To this end, we are motivated by the following general (research? education research?) questions:

General Questions

  • How do the degree requirements for CS, SE, IT, and Cybersecurity majors map to the ACM/IEEE Computing Curricula (and other) guidelines?

  • What are the expected learning outcomes for the abovementioned disciplines?

  • What are the expected learning outcomes for related disciplines where CS plays a key support role (e.g. Data Science, Bioinformatics, etc.)?

  • What are the expected learning outcomes for engineering-related disciplines that overlap with CS (e.g. EE and CE)??

Questions arising from Generative AI / Large Language/Coding Models

  • Can generative AI help us to take a proper inventory of topics that we should be covering and generate proper checklists?

  • Can generative AI large language/coding models help us to improve teaching of theoretical and practical (programming) topics? If everyone is teaching almost the same topics anyway, why not streamline the teaching thereof?

  • Can generative AI help to shorten the “cycle time” of teaching foundational material, potentially allowing for more experiential learning to take place earlier?

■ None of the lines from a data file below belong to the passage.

//! The task session: the in-memory task collection for one run of the
//! client, kept consistent with the remote service. Every mutation is
//! round-tripped; local state changes only from the server's response
//! payload. The client is synchronous, so remote calls are totally
//! ordered and overlapping writes to the same task cannot occur.

use crate::error::AppError;
use crate::model::{Task, TaskDraft, TaskUpdate};
use crate::remote::TaskService;
use crate::view::{self, Filter, TaskStats};
use tracing::warn;

/// At most one task is being renamed at a time.
#[derive(Debug, Clone, PartialEq, Eq)]
pub struct EditSession {
    pub task_id: i64,
    pub draft: String,
}

pub struct TaskSession<S: TaskService> {
    service: S,
    tasks: Vec<Task>,
    filter: Filter,
    search: String,
    edit: Option<EditSession>,
}

impl<S: TaskService> TaskSession<S> {
    pub fn new(service: S) -> Self {
        TaskSession {
            service,
            tasks: Vec::new(),
            filter: Filter::default(),
            search: String::new(),
            edit: None,
        }
    }

    pub fn tasks(&self) -> &[Task] {
        &self.tasks
    }

    pub fn filter(&self) -> Filter {
        self.filter
    }

    pub fn search(&self) -> &str {
        &self.search
    }

    pub fn editing(&self) -> Option<&EditSession> {
        self.edit.as_ref()
    }

    pub fn set_filter(&mut self, filter: Filter) {
        self.filter = filter;
    }

    pub fn set_search<T: Into<String>>(&mut self, term: T) {
        self.search = term.into();
    }

    /// Fetch the full collection and replace local state. On failure
    /// local state is untouched; there is no retry.
    pub fn load(&mut self) -> Result<(), AppError> {
        match self.service.list() {
            Ok(tasks) => {
                self.tasks = tasks;
                Ok(())
            }
            Err(err) => {
                warn!("failed to load tasks: {err}");
                Err(err)
            }
        }
    }

    /// Create a task from a draft. An empty or whitespace-only name is
    /// rejected before any request is issued.
    pub fn add_task(&mut self, draft: TaskDraft) -> Result<Task, AppError> {
        let name = draft.name.trim();
        if name.is_empty() {
            return Err(AppError::invalid_input("name is required"));
        }

        let draft = TaskDraft {
            name: name.to_string(),
            ..draft
        };
        match self.service.create(&draft) {
            Ok(task) => {
                self.tasks.push(task.clone());
                Ok(task)
            }
            Err(err) => {
                warn!("failed to add task: {err}");
                Err(err)
            }
        }
    }

    /// Toggle completion server-side. The request is issued even when
    /// `id` is not in local state; the local copy is replaced only if
    /// present.
    pub fn complete_task(&mut self, id: i64) -> Result<Task, AppError> {
        match self.service.toggle_done(id) {
            Ok(updated) => {
                self.replace_task(&updated);
                Ok(updated)
            }
            Err(err) => {
                warn!("failed to toggle task {id}: {err}");
                Err(err)
            }
        }
    }

    pub fn delete_task(&mut self, id: i64) -> Result<(), AppError> {
        match self.service.delete(id) {
            Ok(()) => {
                self.tasks.retain(|task| task.id != id);
                Ok(())
            }
            Err(err) => {
                warn!("failed to delete task {id}: {err}");
                Err(err)
            }
        }
    }

    /// Apply a partial update (priority, due date, name) and replace
    /// the local copy with the server's version.
    pub fn update_task(&mut self, id: i64, update: &TaskUpdate) -> Result<Task, AppError> {
        if update.is_empty() {
            return Err(AppError::invalid_input("nothing to update"));
        }

        match self.service.update(id, update) {
            Ok(updated) => {
                self.replace_task(&updated);
                Ok(updated)
            }
            Err(err) => {
                warn!("failed to update task {id}: {err}");
                Err(err)
            }
        }
    }

    /// Open an edit session seeded with the task's current name. Any
    /// prior unsaved draft is discarded.
    pub fn start_editing(&mut self, id: i64) -> Result<&EditSession, AppError> {
        let name = self
            .tasks
            .iter()
            .find(|task| task.id == id)
            .map(|task| task.name.clone())
            .ok_or_else(|| AppError::invalid_input("task not found"))?;

        Ok(self.edit.insert(EditSession {
            task_id: id,
            draft: name,
        }))
    }

    pub fn set_draft<T: Into<String>>(&mut self, text: T) -> Result<(), AppError> {
        match self.edit.as_mut() {
            Some(edit) => {
                edit.draft = text.into();
                Ok(())
            }
            None => Err(AppError::invalid_input("no edit in progress")),
        }
    }

    /// Save the open edit session. With no session, or an empty or
    /// whitespace-only draft, this returns `Ok(None)` without issuing
    /// a request and leaves everything unchanged. On a server failure
    /// the session stays open and the error propagates.
    pub fn save_edit(&mut self) -> Result<Option<Task>, AppError> {
        let (task_id, draft) = match self.edit.as_ref() {
            Some(edit) => (edit.task_id, edit.draft.trim().to_string()),
            None => return Ok(None),
        };
        if draft.is_empty() {
            return Ok(None);
        }

        match self.service.update(task_id, &TaskUpdate::rename(draft)) {
            Ok(updated) => {
                self.replace_task(&updated);
                self.edit = None;
                Ok(Some(updated))
            }
            Err(err) => {
                warn!("failed to save edit for task {task_id}: {err}");
                Err(err)
            }
        }
    }

    pub fn cancel_edit(&mut self) {
        self.edit = None;
    }

    /// Drop every completed task, server first, then locally. Returns
    /// the server's deleted count.
    pub fn clear_completed(&mut self) -> Result<u64, AppError> {
        match self.service.clear_completed() {
            Ok(deleted) => {
                self.tasks.retain(|task| !task.done);
                Ok(deleted)
            }
            Err(err) => {
                warn!("failed to clear completed tasks: {err}");
                Err(err)
            }
        }
    }

    pub fn visible_tasks(&self) -> Vec<&Task> {
        view::derived_view(&self.tasks, self.filter, &self.search)
    }

    pub fn stats(&self) -> TaskStats {
        view::stats(&self.tasks)
    }

    fn replace_task(&mut self, updated: &Task) {
        if let Some(index) = self.tasks.iter().position(|task| task.id == updated.id) {
            self.tasks[index] = updated.clone();
        }
    }
}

  • Can we provide more historical/cultural context in what we teach in CS? As generative AI seems to “know everything”, there is an opportunity to connect what we teach in CS today to what is relevant in all of computing history (dating to the Abacus). As many professors and students today seem unaware of important historical ideas, generative AI can help to jiggle our memory about what has been accomplished, historically, so students can have proper context of what is new vs. derivative in nature.

  • Can generative AI help us to look beyond pair programming to the notion of trio programming, where pairs of students (possibly both struggling) have a third member who helps them to establish a deeper connection to the material and (hopefully) results in improved success. An AI buddy seems more like a welcome particpant than not, given the continued challenges of meeting industry demand for computing gradudates.

  • Can we look beyond the relatively “obvious” longstanding concerns (well before generative AI) about cheating to develop critical thinking skills that help to understand the limitations of generative AI and how to iterate to working, robust solutions?


This list of questions is not exhaustive, and we are exploring some others in the various sections.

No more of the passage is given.